What you need to do
Make an exact copy of the lines starting at the top of the listing below and ending at the line that contains "use crate::source::ImageSource;", inclusive.

[Supplied material — start]

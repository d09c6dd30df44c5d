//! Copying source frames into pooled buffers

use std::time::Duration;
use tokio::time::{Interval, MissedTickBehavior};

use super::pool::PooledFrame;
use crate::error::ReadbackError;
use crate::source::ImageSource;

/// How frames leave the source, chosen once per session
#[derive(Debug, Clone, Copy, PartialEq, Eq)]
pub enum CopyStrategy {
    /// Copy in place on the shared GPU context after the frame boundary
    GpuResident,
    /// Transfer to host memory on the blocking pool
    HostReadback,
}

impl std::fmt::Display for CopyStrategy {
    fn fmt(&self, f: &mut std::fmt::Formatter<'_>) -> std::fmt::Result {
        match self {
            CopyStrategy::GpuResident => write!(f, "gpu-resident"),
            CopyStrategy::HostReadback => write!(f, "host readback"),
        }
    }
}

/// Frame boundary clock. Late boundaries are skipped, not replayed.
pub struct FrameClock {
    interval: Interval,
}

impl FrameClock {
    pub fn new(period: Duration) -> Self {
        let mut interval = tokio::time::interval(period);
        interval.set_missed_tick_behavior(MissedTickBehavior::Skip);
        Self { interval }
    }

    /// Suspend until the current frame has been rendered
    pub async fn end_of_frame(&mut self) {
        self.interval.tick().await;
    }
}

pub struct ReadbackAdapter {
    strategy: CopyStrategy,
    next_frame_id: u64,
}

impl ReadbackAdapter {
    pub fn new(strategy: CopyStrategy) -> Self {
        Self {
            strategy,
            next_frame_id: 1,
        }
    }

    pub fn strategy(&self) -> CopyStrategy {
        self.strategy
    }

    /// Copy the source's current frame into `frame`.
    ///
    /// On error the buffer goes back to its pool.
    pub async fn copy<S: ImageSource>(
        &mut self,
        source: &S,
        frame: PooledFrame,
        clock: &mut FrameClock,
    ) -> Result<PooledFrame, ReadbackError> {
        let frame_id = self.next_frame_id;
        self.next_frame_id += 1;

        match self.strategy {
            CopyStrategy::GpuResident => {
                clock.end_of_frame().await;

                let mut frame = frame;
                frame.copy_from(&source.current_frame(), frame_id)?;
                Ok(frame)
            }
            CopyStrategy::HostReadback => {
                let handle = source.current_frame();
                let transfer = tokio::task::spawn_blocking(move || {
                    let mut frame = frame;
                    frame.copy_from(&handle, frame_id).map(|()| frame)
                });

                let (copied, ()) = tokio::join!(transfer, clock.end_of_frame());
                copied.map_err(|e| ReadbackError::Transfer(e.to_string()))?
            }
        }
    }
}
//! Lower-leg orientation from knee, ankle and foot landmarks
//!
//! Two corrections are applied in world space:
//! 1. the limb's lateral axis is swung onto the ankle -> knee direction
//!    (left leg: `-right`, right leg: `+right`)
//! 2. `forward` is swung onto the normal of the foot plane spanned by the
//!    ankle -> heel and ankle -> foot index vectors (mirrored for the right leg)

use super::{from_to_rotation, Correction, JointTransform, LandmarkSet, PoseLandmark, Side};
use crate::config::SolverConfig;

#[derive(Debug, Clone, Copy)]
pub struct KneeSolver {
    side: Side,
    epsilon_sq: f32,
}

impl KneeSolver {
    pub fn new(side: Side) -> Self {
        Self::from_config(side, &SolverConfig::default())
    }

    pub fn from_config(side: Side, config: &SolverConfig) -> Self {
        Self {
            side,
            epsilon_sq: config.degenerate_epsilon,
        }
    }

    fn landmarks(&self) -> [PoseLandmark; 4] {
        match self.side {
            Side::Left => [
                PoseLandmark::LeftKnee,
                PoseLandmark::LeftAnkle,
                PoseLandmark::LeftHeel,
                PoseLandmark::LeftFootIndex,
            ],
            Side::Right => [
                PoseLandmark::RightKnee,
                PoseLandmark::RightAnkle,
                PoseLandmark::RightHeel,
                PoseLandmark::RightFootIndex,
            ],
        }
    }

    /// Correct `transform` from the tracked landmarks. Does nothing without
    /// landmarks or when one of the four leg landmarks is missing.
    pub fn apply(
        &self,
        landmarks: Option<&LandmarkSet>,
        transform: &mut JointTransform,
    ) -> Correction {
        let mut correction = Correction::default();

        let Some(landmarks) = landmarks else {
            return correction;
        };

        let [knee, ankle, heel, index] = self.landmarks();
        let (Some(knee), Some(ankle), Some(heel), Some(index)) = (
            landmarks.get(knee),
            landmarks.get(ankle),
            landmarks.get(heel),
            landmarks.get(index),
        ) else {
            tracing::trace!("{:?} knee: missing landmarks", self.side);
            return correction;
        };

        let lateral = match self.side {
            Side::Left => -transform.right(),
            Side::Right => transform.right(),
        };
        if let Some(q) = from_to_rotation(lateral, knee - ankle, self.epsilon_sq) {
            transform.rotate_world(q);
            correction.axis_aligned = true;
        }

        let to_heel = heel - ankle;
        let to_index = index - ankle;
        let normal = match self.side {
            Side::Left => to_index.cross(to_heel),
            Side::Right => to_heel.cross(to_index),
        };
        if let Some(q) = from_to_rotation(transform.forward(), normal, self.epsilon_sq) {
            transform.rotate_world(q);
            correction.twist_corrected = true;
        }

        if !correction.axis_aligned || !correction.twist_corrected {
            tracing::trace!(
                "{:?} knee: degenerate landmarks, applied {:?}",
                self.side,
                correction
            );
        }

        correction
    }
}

[Supplied material — finish]

Expected answer
repository d09c6dd30df44c5d
//! Copying source frames into pooled buffers

use std::time::Duration;
use tokio::time::{Interval, MissedTickBehavior};

use super::pool::PooledFrame;
use crate::error::ReadbackError;
use crate::source::ImageSource;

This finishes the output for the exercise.